[What you are asked to do]
Starting at the line that contains "let mut nodes: HashMap<&str, NodeIndex>" in the listing below, write out every line word for word until you have written the line that contains "a user-facing error.".

[Given information]
Segment Open

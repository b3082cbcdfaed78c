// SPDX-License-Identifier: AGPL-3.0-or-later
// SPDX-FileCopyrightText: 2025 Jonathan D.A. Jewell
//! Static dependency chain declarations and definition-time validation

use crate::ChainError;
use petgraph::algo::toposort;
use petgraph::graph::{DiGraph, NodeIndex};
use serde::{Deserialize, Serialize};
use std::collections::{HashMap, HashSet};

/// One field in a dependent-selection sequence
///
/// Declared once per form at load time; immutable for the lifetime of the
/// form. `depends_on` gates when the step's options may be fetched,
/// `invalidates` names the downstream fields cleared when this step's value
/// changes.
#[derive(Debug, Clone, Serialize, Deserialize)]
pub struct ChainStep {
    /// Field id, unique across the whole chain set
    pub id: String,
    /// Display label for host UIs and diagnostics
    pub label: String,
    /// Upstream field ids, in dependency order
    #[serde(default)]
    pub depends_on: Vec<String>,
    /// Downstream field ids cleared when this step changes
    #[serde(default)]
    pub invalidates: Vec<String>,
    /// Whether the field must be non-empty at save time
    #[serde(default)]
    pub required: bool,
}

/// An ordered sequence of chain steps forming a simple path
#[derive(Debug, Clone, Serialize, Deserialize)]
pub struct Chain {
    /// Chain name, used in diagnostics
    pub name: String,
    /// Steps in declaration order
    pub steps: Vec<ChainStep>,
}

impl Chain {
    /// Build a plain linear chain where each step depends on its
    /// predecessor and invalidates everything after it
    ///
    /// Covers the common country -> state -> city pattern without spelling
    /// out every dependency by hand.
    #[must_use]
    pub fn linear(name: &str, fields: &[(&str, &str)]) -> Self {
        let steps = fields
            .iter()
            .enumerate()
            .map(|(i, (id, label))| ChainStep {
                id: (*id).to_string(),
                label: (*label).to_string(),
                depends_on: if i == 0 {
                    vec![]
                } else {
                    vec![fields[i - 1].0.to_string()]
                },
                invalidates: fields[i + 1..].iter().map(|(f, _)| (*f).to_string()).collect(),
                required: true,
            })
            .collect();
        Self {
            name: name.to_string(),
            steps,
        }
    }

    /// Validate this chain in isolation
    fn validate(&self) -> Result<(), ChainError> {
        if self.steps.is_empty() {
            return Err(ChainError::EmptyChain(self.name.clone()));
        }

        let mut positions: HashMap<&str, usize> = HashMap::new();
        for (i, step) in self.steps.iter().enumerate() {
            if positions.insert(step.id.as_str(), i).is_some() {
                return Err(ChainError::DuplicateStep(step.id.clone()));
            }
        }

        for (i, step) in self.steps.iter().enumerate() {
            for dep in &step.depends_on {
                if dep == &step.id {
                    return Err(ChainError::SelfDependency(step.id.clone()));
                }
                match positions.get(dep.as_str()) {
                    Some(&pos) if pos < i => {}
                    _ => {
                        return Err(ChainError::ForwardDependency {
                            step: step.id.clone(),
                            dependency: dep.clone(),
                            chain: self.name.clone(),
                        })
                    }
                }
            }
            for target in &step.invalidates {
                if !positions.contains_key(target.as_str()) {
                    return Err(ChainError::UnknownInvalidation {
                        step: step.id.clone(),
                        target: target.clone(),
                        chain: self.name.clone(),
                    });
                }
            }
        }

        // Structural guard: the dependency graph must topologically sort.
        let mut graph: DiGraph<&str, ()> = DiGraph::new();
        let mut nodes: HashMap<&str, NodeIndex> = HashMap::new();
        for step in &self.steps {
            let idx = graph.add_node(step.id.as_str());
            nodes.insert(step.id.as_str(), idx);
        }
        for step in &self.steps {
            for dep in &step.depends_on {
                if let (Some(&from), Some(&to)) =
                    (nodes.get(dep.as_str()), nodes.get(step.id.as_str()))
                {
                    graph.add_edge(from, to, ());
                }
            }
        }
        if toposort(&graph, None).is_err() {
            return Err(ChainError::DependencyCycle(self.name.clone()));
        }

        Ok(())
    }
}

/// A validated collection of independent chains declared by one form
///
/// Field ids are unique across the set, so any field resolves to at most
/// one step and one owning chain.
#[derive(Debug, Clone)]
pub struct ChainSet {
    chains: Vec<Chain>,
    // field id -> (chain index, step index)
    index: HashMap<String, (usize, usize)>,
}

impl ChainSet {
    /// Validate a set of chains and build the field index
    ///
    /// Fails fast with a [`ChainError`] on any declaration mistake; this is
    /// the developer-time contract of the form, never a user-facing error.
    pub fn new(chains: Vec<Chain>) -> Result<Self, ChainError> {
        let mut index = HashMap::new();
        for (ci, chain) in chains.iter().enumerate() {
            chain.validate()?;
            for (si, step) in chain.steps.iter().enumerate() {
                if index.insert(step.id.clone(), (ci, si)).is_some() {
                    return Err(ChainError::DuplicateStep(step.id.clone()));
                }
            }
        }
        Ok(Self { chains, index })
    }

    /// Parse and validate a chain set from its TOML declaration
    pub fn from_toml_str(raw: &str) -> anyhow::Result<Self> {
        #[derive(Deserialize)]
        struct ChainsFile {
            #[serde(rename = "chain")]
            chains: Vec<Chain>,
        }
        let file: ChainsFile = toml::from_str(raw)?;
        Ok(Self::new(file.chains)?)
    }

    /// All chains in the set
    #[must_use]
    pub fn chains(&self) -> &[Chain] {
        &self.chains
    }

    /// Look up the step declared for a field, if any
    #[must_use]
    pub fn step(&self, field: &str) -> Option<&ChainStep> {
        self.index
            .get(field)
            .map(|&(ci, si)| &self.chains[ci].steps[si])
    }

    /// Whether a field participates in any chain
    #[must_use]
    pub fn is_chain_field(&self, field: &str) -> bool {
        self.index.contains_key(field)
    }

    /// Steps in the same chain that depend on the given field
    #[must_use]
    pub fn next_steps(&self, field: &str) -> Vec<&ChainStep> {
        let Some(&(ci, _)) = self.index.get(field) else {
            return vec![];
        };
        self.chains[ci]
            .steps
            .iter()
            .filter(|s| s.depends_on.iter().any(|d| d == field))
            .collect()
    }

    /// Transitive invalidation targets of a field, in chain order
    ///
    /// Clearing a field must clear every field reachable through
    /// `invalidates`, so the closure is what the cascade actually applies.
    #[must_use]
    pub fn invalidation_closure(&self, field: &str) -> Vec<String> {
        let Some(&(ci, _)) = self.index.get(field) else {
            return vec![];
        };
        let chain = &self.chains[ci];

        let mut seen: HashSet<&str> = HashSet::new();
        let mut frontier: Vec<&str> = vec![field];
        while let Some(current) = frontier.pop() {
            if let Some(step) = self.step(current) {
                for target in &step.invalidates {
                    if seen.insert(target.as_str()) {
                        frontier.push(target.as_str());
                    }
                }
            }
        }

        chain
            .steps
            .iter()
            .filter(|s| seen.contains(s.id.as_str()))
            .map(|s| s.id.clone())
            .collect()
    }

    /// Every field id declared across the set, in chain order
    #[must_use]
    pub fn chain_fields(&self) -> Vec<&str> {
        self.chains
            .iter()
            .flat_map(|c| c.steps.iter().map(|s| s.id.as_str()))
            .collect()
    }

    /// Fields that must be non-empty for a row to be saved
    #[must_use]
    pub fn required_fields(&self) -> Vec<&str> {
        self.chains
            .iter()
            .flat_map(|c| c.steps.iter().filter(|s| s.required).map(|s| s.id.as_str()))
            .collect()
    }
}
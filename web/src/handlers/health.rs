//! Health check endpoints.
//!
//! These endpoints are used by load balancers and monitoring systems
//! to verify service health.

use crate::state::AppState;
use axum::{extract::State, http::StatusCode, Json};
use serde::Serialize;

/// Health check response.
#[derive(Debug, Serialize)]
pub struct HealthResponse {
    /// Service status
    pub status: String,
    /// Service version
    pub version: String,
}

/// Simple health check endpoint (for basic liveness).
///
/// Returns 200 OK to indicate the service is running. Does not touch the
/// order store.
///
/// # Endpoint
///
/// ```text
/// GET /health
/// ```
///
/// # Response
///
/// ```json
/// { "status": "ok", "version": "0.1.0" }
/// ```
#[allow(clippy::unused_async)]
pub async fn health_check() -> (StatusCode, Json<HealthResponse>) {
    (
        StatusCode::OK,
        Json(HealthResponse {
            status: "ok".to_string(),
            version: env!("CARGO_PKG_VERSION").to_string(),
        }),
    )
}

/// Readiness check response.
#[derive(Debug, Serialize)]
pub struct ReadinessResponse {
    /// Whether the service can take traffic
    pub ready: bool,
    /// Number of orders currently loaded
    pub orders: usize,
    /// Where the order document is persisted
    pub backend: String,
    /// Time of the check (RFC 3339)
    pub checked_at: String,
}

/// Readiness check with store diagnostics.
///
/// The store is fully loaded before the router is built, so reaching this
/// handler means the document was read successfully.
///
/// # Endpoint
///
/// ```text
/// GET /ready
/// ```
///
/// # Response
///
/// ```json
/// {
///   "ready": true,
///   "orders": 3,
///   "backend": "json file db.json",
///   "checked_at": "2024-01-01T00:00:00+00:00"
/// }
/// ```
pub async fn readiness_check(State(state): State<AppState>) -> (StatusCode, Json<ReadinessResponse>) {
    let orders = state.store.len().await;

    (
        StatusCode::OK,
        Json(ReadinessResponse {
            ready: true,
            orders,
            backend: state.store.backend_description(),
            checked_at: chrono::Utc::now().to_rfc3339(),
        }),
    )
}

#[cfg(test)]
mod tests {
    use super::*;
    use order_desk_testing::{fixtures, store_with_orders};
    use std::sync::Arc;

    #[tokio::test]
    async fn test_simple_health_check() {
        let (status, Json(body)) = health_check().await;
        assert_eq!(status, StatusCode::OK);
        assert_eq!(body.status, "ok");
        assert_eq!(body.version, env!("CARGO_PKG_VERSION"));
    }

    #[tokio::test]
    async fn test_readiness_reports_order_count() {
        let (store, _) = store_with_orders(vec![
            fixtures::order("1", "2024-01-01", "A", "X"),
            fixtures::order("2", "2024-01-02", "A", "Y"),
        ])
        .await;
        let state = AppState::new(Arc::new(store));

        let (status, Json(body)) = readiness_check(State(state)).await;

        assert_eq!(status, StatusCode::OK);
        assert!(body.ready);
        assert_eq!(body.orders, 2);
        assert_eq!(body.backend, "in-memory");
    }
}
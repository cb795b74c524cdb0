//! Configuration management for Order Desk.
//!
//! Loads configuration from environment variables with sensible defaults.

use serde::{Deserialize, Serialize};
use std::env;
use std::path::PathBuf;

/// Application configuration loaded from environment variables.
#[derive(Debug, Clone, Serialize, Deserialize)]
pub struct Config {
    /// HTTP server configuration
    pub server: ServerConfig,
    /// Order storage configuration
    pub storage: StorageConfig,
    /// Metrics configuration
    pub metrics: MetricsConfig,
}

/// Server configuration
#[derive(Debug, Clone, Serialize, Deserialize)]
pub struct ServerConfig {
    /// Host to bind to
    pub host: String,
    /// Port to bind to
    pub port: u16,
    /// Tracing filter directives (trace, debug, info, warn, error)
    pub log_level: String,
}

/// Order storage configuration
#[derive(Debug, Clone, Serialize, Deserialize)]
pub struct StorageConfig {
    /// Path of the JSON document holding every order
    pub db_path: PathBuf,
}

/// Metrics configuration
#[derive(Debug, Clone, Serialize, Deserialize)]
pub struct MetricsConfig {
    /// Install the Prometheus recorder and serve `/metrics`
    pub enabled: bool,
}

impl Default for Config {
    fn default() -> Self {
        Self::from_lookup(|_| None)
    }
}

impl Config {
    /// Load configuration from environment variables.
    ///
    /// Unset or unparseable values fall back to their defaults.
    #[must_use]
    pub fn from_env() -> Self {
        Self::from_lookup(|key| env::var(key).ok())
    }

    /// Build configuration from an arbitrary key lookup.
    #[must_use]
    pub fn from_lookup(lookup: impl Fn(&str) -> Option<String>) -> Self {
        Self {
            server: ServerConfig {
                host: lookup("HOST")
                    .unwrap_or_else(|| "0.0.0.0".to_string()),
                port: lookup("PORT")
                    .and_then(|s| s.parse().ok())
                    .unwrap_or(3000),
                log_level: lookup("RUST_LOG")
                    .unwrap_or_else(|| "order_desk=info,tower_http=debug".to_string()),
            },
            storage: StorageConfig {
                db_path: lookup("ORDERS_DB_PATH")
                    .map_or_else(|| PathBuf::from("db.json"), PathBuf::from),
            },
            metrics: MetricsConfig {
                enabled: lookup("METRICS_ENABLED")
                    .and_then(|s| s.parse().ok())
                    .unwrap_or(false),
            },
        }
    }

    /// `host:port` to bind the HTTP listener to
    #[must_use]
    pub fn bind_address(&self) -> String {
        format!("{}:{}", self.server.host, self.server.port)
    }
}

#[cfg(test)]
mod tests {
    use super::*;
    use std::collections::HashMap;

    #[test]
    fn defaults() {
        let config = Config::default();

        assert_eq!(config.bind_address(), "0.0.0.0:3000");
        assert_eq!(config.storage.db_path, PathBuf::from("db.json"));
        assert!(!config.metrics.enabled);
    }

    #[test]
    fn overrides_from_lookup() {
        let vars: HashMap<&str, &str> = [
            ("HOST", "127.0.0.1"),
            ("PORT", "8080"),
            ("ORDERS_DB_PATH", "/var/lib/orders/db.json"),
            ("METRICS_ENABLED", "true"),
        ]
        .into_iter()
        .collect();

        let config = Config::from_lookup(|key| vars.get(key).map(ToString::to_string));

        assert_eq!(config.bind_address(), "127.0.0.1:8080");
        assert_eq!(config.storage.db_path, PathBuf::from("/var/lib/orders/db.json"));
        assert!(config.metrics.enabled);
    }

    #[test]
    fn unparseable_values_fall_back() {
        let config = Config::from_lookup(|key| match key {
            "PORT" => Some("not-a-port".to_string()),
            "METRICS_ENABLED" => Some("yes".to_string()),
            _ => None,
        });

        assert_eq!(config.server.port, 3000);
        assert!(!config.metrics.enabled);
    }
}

Segment Closed

[Task output]
        let mut nodes: HashMap<&str, NodeIndex> = HashMap::new();
        for step in &self.steps {
            let idx = graph.add_node(step.id.as_str());
            nodes.insert(step.id.as_str(), idx);
        }
        for step in &self.steps {
            for dep in &step.depends_on {
                if let (Some(&from), Some(&to)) =
                    (nodes.get(dep.as_str()), nodes.get(step.id.as_str()))
                {
                    graph.add_edge(from, to, ());
                }
            }
        }
        if toposort(&graph, None).is_err() {
            return Err(ChainError::DependencyCycle(self.name.clone()));
        }

        Ok(())
    }
}

/// A validated collection of independent chains declared by one form
///
/// Field ids are unique across the set, so any field resolves to at most
/// one step and one owning chain.
#[derive(Debug, Clone)]
pub struct ChainSet {
    chains: Vec<Chain>,
    // field id -> (chain index, step index)
    index: HashMap<String, (usize, usize)>,
}

impl ChainSet {
    /// Validate a set of chains and build the field index
    ///
    /// Fails fast with a [`ChainError`] on any declaration mistake; this is
    /// the developer-time contract of the form, never a user-facing error.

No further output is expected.